//! Risk labelling, explanation, intervention and the end-to-end prediction engine.

mod engine;
mod explain;
mod intervention;
mod label;

pub use engine::{PredictionResult, PredictionSink, RiskEngine};
pub use explain::explain_risk;
pub use intervention::recommend_intervention;
pub use label::RiskLevel;

/// Fixed reason and action strings.
pub mod messages {
    pub use super::explain::{
        ATTENDANCE_DROP, INCONSISTENT_MARKS, LOW_ENGAGEMENT, SUBMISSION_DELAYS, WITHIN_SAFE_RANGE,
    };
    pub use super::intervention::{
        ACADEMIC_MENTORING, CONTINUE_PLAN, SKILLS_WORKSHOP, STRICT_MONITORING,
    };
}
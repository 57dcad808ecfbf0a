//! Diagnostics go through `tracing` to stderr; responses are written as JSON
//! lines (one object per line) so stdout stays machine-readable.

use crate::error::panic_message;
use serde::Serialize;
use std::io::Write;
use tracing::error;
use tracing_subscriber::fmt::format::FmtSpan;
use tracing_subscriber::layer::SubscriberExt;
use tracing_subscriber::util::SubscriberInitExt;
use tracing_subscriber::EnvFilter;

pub struct StructuredLogger;

impl StructuredLogger {
    /// Install global subscriber on stderr, level from RUST_LOG or `default_level`.
    pub fn init(json: bool, default_level: &str) {
        let filter =
            EnvFilter::try_from_default_env().unwrap_or_else(|_| EnvFilter::new(default_level));
        if json {
            let fmt = tracing_subscriber::fmt::layer()
                .json()
                .with_span_events(FmtSpan::NONE)
                .with_writer(std::io::stderr);
            tracing_subscriber::registry().with(filter).with(fmt).init();
        } else {
            tracing_subscriber::registry()
                .with(filter)
                .with(tracing_subscriber::fmt::layer().with_writer(std::io::stderr))
                .init();
        }
        Self::install_panic_hook();
    }

    /// Report panics as `error!` events instead of the default stderr text, so
    /// panics caught at the prediction boundaries keep the log stream parseable.
    pub fn install_panic_hook() {
        std::panic::set_hook(Box::new(|info| {
            let location = info
                .location()
                .map(|l| format!("{}:{}", l.file(), l.line()))
                .unwrap_or_else(|| "unknown".to_string());
            error!(
                panic = %panic_message(info.payload()),
                location = %location,
                "panic"
            );
        }));
    }

    /// Write one value as a single JSON line.
    pub fn emit_json(value: &impl Serialize, w: &mut impl Write) -> std::io::Result<()> {
        let line = serde_json::to_string(value)?;
        writeln!(w, "{}", line)
    }
}
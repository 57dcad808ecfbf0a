//! Integration test: config load, model artifact load, end-to-end prediction, history store.

use std::path::Path;
use std::sync::Arc;
use student_risk::{
    config::{FeaturePolicy, ModelConfig, ServiceConfig},
    model::load_model,
    risk::{messages, RiskEngine, RiskLevel},
    storage::HistoryStore,
    PredictionFailure, StudentObservation,
};

/// Four-feature forest in the fallback order, classes encoded as integers.
const FOREST: &str = r#"{
    "n_features": 4,
    "classes": [0, 1, 2],
    "scaler": {"mean": [0.0, 0.0, 0.0, 0.0], "scale": [1.0, 1.0, 1.0, 1.0]},
    "trees": [
        {"nodes": [
            {"feature": 0, "threshold": -5.0, "left": 1, "right": 2},
            {"value": [0.0, 2.0, 8.0]},
            {"feature": 3, "threshold": 0.3, "left": 3, "right": 4},
            {"value": [1.0, 7.0, 2.0]},
            {"value": [9.0, 1.0, 0.0]}
        ]},
        {"nodes": [
            {"feature": 1, "threshold": 3.0, "left": 1, "right": 2},
            {"value": [7.0, 3.0, 0.0]},
            {"value": [0.0, 4.0, 6.0]}
        ]}
    ]
}"#;

fn write(dir: &Path, name: &str, body: &str) -> std::path::PathBuf {
    let p = dir.join(name);
    std::fs::write(&p, body).unwrap();
    p
}

fn student(id: &str, current: f64, prev: f64, delay: f64, logins: i64) -> StudentObservation {
    StudentObservation {
        student_id: id.into(),
        attendance_current: current,
        attendance_prev: prev,
        assignment_delay_avg: delay,
        marks_std: 12.0,
        lms_logins: logins,
        total_days: 120,
        avg_marks: None,
    }
}

#[test]
fn config_load_default() {
    let c = ServiceConfig::load(Path::new("nonexistent.json"));
    assert_eq!(c.model.feature_policy, FeaturePolicy::ZeroFill);
    assert!(c.store.enabled);
}

#[test]
fn reference_student_end_to_end() {
    let dir = tempfile::tempdir().unwrap();
    let config = ModelConfig {
        path: write(dir.path(), "risk_model.json", FOREST),
        meta_path: dir.path().join("model_meta.json"),
        feature_policy: FeaturePolicy::ZeroFill,
    };
    let store = Arc::new(HistoryStore::open(&dir.path().join("history.db")).unwrap());
    let engine = RiskEngine::from_loaded(load_model(&config).unwrap()).with_sink(store.clone());

    let r = engine.handle(&student("0112", 78.0, 85.0, 4.0, 40)).unwrap();
    // tree 1: trend -7 <= -5 → [0, .2, .8]; tree 2: delay 4 > 3 → [0, .4, .6]
    assert_eq!(r.risk_level, RiskLevel::High);
    assert_eq!(r.confidence, 0.7);
    assert_eq!(r.recommended_action, messages::STRICT_MONITORING);
    assert!(r.reasons.iter().any(|s| s == messages::ATTENDANCE_DROP));
    assert!(r.reasons.iter().any(|s| s == messages::SUBMISSION_DELAYS));
    assert_eq!(r.reasons.len(), 2);

    let safe = engine.handle(&student("0113", 90.0, 88.0, 1.0, 100)).unwrap();
    assert_eq!(safe.risk_level, RiskLevel::Low);
    assert_eq!(safe.reasons, vec![messages::WITHIN_SAFE_RANGE]);
    assert_eq!(safe.recommended_action, messages::CONTINUE_PLAN);

    let history = store.student_history("0112").unwrap();
    assert_eq!(history.risks, vec![RiskLevel::High]);
    let summary = store.teacher_summary().unwrap();
    assert_eq!(summary.total_students, 2);
    assert_eq!(summary.counts.high, 1);
    assert_eq!(summary.counts.low, 1);
}

#[test]
fn metadata_order_mismatch_is_a_structured_failure() {
    let dir = tempfile::tempdir().unwrap();
    let config = ModelConfig {
        path: write(dir.path(), "risk_model.json", FOREST),
        meta_path: write(
            dir.path(),
            "model_meta.json",
            r#"{"features":["attendance_trend","attendance_change_pct","attendance_drop_flag",
                "assignment_delay_avg","marks_std","engagement_score"]}"#,
        ),
        feature_policy: FeaturePolicy::ZeroFill,
    };
    let store = Arc::new(HistoryStore::open(&dir.path().join("history.db")).unwrap());
    let engine = RiskEngine::from_loaded(load_model(&config).unwrap()).with_sink(store.clone());

    let failure = engine.handle(&student("0112", 78.0, 85.0, 4.0, 40)).unwrap_err();
    assert_eq!(failure.error, PredictionFailure::MODEL_FAILED);
    assert_eq!(failure.details, "input has 6 features, model expects 4");
    assert_eq!(failure.feature_order.as_ref().map(Vec::len), Some(6));
    let x = failure.x.unwrap();
    assert_eq!(x[0][0], -7.0);
    assert_eq!(x[0][2], 1.0);

    assert!(store.history_rows(None).unwrap().is_empty());
}

#[test]
fn unknown_metadata_feature_is_sent_as_zero() {
    let dir = tempfile::tempdir().unwrap();
    let config = ModelConfig {
        path: write(dir.path(), "risk_model.json", FOREST),
        meta_path: write(
            dir.path(),
            "model_meta.json",
            r#"{"features":["attendance_trend","assignment_delay_avg","marks_std","forum_posts"]}"#,
        ),
        feature_policy: FeaturePolicy::ZeroFill,
    };
    let loaded = load_model(&config).unwrap();
    assert_eq!(loaded.layout.unknown_names(), vec!["forum_posts"]);

    let engine = RiskEngine::from_loaded(loaded);
    // forum_posts is zero-filled, so tree 1 takes its low-engagement branch
    let r = engine.predict(&student("0301", 90.0, 88.0, 1.0, 100)).unwrap();
    assert_eq!(r.risk_level, RiskLevel::Medium);
    assert_eq!(r.confidence, 0.5);
}
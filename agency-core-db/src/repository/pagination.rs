/// Offset based window into a listing
///
/// # Example
/// ```
/// use agency_core_db::repository::pagination::PageRequest;
///
/// let first = PageRequest::new(50, 0);
/// let third = PageRequest::for_page(50, 3);
/// assert_eq!(third.offset, 100);
/// assert_eq!(first.limit, third.limit);
/// ```
#[derive(Debug, Clone, Copy, PartialEq, Eq)]
pub struct PageRequest {
    /// Maximum number of items to return
    pub limit: usize,
    /// Number of items to skip
    pub offset: usize,
}

impl PageRequest {
    pub fn new(limit: usize, offset: usize) -> Self {
        Self { limit, offset }
    }

    /// Page by 1-based page number; page 0 is treated as page 1
    pub fn for_page(page_size: usize, page_number: usize) -> Self {
        let page_number = page_number.max(1);
        Self {
            limit: page_size,
            offset: (page_number - 1) * page_size,
        }
    }

    /// The request for the window following this one
    pub fn next(&self) -> Self {
        Self {
            limit: self.limit,
            offset: self.offset + self.limit,
        }
    }

    /// Applies the window to an already ordered collection
    pub fn slice<T>(&self, items: Vec<T>) -> Page<T> {
        let total = items.len();
        let window = items.into_iter().skip(self.offset).take(self.limit).collect();
        Page::new(window, total, self.limit, self.offset)
    }
}

impl Default for PageRequest {
    fn default() -> Self {
        Self {
            limit: 100,
            offset: 0,
        }
    }
}

/// One window of a listing plus the size of the whole listing
#[derive(Debug, Clone, PartialEq, Eq)]
pub struct Page<T> {
    pub items: Vec<T>,
    pub total: usize,
    pub limit: usize,
    pub offset: usize,
}

impl<T> Page<T> {
    pub fn new(items: Vec<T>, total: usize, limit: usize, offset: usize) -> Self {
        Self {
            items,
            total,
            limit,
            offset,
        }
    }

    pub fn has_more(&self) -> bool {
        self.offset + self.items.len() < self.total
    }

    pub fn total_pages(&self) -> usize {
        if self.limit == 0 {
            1
        } else {
            self.total.div_ceil(self.limit)
        }
    }
}
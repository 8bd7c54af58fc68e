use agency_core_api::{ApiError, ApiResult, LoggingConfig};
use tracing_subscriber::{layer::SubscriberExt, util::SubscriberInitExt, EnvFilter};

/// Installs the global tracing subscriber.
///
/// The filter comes from `AGENCY_LOG` when set, otherwise from the
/// configured directive. Fails if a global subscriber is already installed.
pub fn init_tracing(config: &LoggingConfig) -> ApiResult<()> {
    let filter = EnvFilter::try_from_env("AGENCY_LOG")
        .or_else(|_| EnvFilter::try_new(&config.filter))
        .map_err(|e| ApiError::ConfigError(format!("Invalid log filter '{}': {e}", config.filter)))?;

    tracing_subscriber::registry()
        .with(filter)
        .with(tracing_subscriber::fmt::layer())
        .try_init()
        .map_err(|e| ApiError::InternalError(format!("Failed to install tracing subscriber: {e}")))
}
pub mod postgres_repositories;
pub mod repository;
pub mod unit_of_work;
pub mod utils;

pub use postgres_repositories::{AgentRepositories, PostgresRepositories};
pub use repository::agent_repository::AgentRepositoryImpl;
pub use unit_of_work::Executor;

#[cfg(test)]
pub mod test_helper;
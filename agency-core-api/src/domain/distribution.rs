use rust_decimal::Decimal;
use serde::{Deserialize, Serialize};
use uuid::Uuid;

use super::agent_code::AgentCode;

/// One payout produced by a policy sale.
///
/// Entries are computed on demand and never persisted here; the ledger
/// receiving them is responsible for crediting wallets exactly once.
#[derive(Debug, Clone, PartialEq, Eq, Serialize, Deserialize)]
pub struct CommissionDistributionEntry {
    pub agent_id: Uuid,
    pub code: AgentCode,
    pub level: u8,
    pub rate: Decimal,
    pub amount: Decimal,
}

/// Sum of all payouts of a distribution
pub fn total_payout(entries: &[CommissionDistributionEntry]) -> Decimal {
    entries.iter().map(|entry| entry.amount).sum()
}
pub mod distribution;
pub mod hierarchy;
pub mod lifecycle;
pub mod registration;
pub mod sales;
pub mod services;
pub mod telemetry;

pub use distribution::CommissionDistributor;
pub use hierarchy::{DescendantAgent, HierarchyWalker, TeamSummary, Upline};
pub use lifecycle::AgentLifecycle;
pub use registration::RegistrationService;
pub use sales::SalesService;
pub use services::AgencyServices;
pub use telemetry::init_tracing;

#[cfg(test)]
pub mod test_utils;
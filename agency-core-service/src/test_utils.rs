use agency_core_api::AgentCode;
use agency_core_db::{
    AgentModel, AgentStatus, CreateBatch, FindByCode, FindById, FindByParent, InMemoryAgentRepository,
    ListAll, Page, PageRequest, RecordSale, ReserveNextSequence, TransitionStatus, UpdateBatch,
};
use async_trait::async_trait;
use std::error::Error;
use std::sync::Arc;
use uuid::Uuid;

pub use agency_core_db::test_utils::{create_test_agent, create_test_chain};

/// Two agents with corrupted parent links pointing at each other (A -> B -> A)
pub fn create_cyclic_pair() -> (AgentModel, AgentModel) {
    let mut a = create_test_agent("AG008", None);
    let mut b = create_test_agent("AG009", None);
    a.parent_id = Some(b.id);
    b.parent_id = Some(a.id);
    (a, b)
}

/// Three agents whose parent links form a ring (A -> B -> C -> A)
pub fn create_cyclic_triple() -> (AgentModel, AgentModel, AgentModel) {
    let mut a = create_test_agent("AG011", None);
    let mut b = create_test_agent("AG012", None);
    let mut c = create_test_agent("AG013", None);
    a.parent_id = Some(b.id);
    b.parent_id = Some(c.id);
    c.parent_id = Some(a.id);
    (a, b, c)
}

pub fn repository_with(agents: Vec<AgentModel>) -> Arc<InMemoryAgentRepository> {
    Arc::new(InMemoryAgentRepository::with_agents(agents))
}

/// In-memory store that yields to the scheduler before every read, the way a
/// networked store suspends, so joined futures interleave between calls
pub struct YieldingRepository {
    inner: InMemoryAgentRepository,
}

impl YieldingRepository {
    pub fn with_agents(agents: Vec<AgentModel>) -> Self {
        Self {
            inner: InMemoryAgentRepository::with_agents(agents),
        }
    }
}

#[async_trait]
impl FindById<AgentModel> for YieldingRepository {
    async fn find_by_id(&self, id: Uuid) -> Result<Option<AgentModel>, Box<dyn Error + Send + Sync>> {
        tokio::task::yield_now().await;
        self.inner.find_by_id(id).await
    }
}

#[async_trait]
impl FindByCode for YieldingRepository {
    async fn find_by_code(
        &self,
        code: &AgentCode,
    ) -> Result<Option<AgentModel>, Box<dyn Error + Send + Sync>> {
        tokio::task::yield_now().await;
        self.inner.find_by_code(code).await
    }
}

#[async_trait]
impl FindByParent for YieldingRepository {
    async fn find_by_parent(
        &self,
        parent_id: Uuid,
    ) -> Result<Vec<AgentModel>, Box<dyn Error + Send + Sync>> {
        tokio::task::yield_now().await;
        self.inner.find_by_parent(parent_id).await
    }
}

#[async_trait]
impl ListAll<AgentModel> for YieldingRepository {
    async fn list_all(&self, page: PageRequest) -> Result<Page<AgentModel>, Box<dyn Error + Send + Sync>> {
        tokio::task::yield_now().await;
        self.inner.list_all(page).await
    }
}

#[async_trait]
impl CreateBatch<AgentModel> for YieldingRepository {
    async fn create_batch(
        &self,
        items: Vec<AgentModel>,
    ) -> Result<Vec<AgentModel>, Box<dyn Error + Send + Sync>> {
        self.inner.create_batch(items).await
    }
}

#[async_trait]
impl UpdateBatch<AgentModel> for YieldingRepository {
    async fn update_batch(
        &self,
        items: Vec<AgentModel>,
    ) -> Result<Vec<AgentModel>, Box<dyn Error + Send + Sync>> {
        self.inner.update_batch(items).await
    }
}

#[async_trait]
impl ReserveNextSequence for YieldingRepository {
    async fn reserve_next_sequence(
        &self,
        parent_code: Option<&AgentCode>,
    ) -> Result<u32, Box<dyn Error + Send + Sync>> {
        self.inner.reserve_next_sequence(parent_code).await
    }
}

#[async_trait]
impl RecordSale for YieldingRepository {
    async fn record_sale(
        &self,
        agent_id: Uuid,
        new_customer: bool,
    ) -> Result<Option<AgentModel>, Box<dyn Error + Send + Sync>> {
        self.inner.record_sale(agent_id, new_customer).await
    }
}

#[async_trait]
impl TransitionStatus for YieldingRepository {
    async fn transition_status(
        &self,
        agent_id: Uuid,
        expected: AgentStatus,
        next: AgentStatus,
    ) -> Result<Option<AgentModel>, Box<dyn Error + Send + Sync>> {
        self.inner.transition_status(agent_id, expected, next).await
    }
}
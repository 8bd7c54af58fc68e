use async_trait::async_trait;
use uuid::Uuid;

use crate::models::agent::AgentModel;

/// Atomic increment of an agent's sale counters
///
/// The status check and both increments happen in one step, so concurrent
/// sales never lose an increment and a sale never lands on an agent that was
/// suspended in the meantime.
#[async_trait]
pub trait RecordSale: Send + Sync {
    /// # Returns
    /// * `Ok(Some(agent))` - The agent after `policies_sold` (and `customer_count`
    ///   when `new_customer`) was incremented
    /// * `Ok(None)` - No `Active` agent with `agent_id` exists
    async fn record_sale(
        &self,
        agent_id: Uuid,
        new_customer: bool,
    ) -> Result<Option<AgentModel>, Box<dyn std::error::Error + Send + Sync>>;
}
use agency_core_api::AgentCode;
use async_trait::async_trait;

/// Atomic allocation of sibling sequence numbers for new agent codes
///
/// Implementations must hand out each `(parent, sequence)` pair at most once,
/// even under concurrent registrations. The first reservation under a parent
/// returns `max(existing sibling sequences) + 1`, i.e. 1 for a parent without
/// children. Reserved numbers are never reused, so a failed registration
/// leaves a gap.
#[async_trait]
pub trait ReserveNextSequence: Send + Sync {
    /// # Arguments
    /// * `parent_code` - The parent agent's code, `None` for root agents
    async fn reserve_next_sequence(
        &self,
        parent_code: Option<&AgentCode>,
    ) -> Result<u32, Box<dyn std::error::Error + Send + Sync>>;
}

+---+

Work order> Which lines of the data include the word "PartialEq"? Copy each one.

Task solution>
#[derive(Debug, Clone, Copy, PartialEq, Eq)]
#[derive(Debug, Clone, PartialEq, Eq)]
#[derive(Debug, Clone, PartialEq, Eq, Serialize, Deserialize)]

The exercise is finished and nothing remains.